*** INFORMATION PROVIDED Section Begins ***
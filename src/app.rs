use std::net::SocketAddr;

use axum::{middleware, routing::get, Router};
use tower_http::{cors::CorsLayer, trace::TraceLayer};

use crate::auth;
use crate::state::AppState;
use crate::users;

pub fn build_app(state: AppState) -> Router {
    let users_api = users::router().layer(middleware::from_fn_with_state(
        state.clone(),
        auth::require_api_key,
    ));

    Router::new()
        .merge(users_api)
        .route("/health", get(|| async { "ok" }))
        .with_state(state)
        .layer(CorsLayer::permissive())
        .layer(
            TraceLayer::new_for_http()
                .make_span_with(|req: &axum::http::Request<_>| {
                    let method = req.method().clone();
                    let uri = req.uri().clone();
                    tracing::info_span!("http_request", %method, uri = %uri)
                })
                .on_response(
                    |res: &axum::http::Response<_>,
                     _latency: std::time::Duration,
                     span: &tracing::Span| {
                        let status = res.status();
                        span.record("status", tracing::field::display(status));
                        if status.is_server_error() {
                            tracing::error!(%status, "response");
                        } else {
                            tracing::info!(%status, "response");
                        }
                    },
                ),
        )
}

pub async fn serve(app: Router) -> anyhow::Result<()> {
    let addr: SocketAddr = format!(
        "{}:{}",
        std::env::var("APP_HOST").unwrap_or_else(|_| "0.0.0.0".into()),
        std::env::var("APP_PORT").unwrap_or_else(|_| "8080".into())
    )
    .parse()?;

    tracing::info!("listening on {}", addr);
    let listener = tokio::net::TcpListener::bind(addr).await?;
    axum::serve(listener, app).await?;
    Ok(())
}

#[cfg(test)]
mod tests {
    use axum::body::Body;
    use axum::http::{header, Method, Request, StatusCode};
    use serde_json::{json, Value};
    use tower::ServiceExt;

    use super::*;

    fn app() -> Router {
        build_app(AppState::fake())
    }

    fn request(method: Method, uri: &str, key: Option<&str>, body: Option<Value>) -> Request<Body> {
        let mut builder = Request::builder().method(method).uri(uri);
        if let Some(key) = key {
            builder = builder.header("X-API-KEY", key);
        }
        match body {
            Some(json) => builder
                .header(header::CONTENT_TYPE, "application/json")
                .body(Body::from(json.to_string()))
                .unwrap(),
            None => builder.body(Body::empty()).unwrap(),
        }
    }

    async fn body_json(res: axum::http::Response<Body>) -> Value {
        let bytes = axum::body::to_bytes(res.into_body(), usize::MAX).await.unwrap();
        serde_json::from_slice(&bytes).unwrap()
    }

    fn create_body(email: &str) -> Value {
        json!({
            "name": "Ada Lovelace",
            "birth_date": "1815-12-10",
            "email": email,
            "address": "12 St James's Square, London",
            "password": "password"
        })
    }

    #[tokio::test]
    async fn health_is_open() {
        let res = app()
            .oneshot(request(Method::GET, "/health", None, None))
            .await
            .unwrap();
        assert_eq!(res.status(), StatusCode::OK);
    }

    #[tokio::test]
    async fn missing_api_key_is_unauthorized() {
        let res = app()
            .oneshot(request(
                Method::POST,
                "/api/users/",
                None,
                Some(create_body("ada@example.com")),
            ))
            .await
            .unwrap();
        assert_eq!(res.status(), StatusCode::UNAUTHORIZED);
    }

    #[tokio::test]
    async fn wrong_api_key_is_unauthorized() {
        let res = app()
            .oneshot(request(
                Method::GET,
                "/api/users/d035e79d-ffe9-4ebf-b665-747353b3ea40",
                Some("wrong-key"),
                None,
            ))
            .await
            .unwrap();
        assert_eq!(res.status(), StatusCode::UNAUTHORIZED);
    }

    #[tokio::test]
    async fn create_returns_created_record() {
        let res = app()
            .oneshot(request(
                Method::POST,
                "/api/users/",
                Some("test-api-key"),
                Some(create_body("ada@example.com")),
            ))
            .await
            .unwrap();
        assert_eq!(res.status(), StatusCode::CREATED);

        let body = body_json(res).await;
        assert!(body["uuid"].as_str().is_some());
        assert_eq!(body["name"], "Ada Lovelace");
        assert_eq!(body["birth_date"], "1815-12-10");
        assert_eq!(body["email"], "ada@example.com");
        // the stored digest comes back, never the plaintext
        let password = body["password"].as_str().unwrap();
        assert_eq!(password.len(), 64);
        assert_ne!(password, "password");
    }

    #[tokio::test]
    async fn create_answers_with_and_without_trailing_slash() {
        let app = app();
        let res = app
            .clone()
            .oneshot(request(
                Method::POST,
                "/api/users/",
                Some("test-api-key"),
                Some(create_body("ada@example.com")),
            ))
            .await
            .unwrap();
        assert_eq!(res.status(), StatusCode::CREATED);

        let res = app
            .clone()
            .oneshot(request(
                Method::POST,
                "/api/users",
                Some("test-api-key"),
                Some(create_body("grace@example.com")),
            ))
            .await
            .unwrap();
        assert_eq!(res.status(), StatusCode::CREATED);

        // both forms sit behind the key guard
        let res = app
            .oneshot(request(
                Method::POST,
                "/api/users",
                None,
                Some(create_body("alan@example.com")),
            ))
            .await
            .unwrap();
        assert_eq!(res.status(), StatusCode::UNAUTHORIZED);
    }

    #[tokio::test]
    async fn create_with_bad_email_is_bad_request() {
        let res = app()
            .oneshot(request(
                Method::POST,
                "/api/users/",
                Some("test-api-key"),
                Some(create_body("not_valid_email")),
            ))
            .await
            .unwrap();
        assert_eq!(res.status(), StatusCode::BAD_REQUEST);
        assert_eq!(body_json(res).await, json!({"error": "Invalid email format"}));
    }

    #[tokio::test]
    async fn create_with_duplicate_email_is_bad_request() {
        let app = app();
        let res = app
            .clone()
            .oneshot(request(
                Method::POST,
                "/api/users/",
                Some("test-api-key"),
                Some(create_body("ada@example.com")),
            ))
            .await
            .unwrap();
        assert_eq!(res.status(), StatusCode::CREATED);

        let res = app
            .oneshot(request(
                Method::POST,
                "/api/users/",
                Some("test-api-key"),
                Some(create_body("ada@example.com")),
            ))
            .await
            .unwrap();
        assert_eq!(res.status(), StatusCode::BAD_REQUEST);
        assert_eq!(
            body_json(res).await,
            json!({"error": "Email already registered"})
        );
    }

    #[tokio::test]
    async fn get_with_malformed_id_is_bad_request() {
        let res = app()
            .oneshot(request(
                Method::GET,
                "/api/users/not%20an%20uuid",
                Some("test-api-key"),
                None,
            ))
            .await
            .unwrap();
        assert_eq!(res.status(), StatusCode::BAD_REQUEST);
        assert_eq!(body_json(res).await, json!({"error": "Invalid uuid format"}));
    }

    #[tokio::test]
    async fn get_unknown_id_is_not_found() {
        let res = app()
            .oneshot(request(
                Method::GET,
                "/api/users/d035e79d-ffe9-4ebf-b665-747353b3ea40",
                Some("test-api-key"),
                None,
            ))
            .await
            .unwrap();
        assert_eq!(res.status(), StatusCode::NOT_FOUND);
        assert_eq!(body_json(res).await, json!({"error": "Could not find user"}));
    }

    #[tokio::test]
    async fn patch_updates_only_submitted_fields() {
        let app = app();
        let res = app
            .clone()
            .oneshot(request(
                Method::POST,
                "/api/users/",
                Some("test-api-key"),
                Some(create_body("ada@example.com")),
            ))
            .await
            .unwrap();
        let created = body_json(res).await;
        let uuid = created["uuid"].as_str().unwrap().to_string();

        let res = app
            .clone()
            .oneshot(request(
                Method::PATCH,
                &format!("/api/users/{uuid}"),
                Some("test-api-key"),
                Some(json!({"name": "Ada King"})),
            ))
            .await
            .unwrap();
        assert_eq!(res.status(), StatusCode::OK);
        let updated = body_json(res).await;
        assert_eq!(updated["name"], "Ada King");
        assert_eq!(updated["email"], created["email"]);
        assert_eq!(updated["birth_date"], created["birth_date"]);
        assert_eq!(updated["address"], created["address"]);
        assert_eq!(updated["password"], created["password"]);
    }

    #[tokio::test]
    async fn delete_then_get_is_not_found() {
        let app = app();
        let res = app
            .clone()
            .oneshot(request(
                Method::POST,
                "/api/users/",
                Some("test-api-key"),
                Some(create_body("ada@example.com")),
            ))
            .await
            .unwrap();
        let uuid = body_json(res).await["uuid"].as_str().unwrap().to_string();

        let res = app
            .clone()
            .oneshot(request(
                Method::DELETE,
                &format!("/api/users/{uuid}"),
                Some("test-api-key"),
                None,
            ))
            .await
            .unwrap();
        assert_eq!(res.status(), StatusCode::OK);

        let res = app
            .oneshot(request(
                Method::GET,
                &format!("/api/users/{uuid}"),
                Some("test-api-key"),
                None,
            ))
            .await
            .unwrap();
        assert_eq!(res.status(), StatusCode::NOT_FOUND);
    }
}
*** INFORMATION PROVIDED Section Ends ***
TRY IT
Look through the lines above and collect those with the word "builder".

RESPONSE
        let mut builder = Request::builder().method(method).uri(uri);
            builder = builder.header("X-API-KEY", key);
            Some(json) => builder
            None => builder.body(Body::empty()).unwrap(),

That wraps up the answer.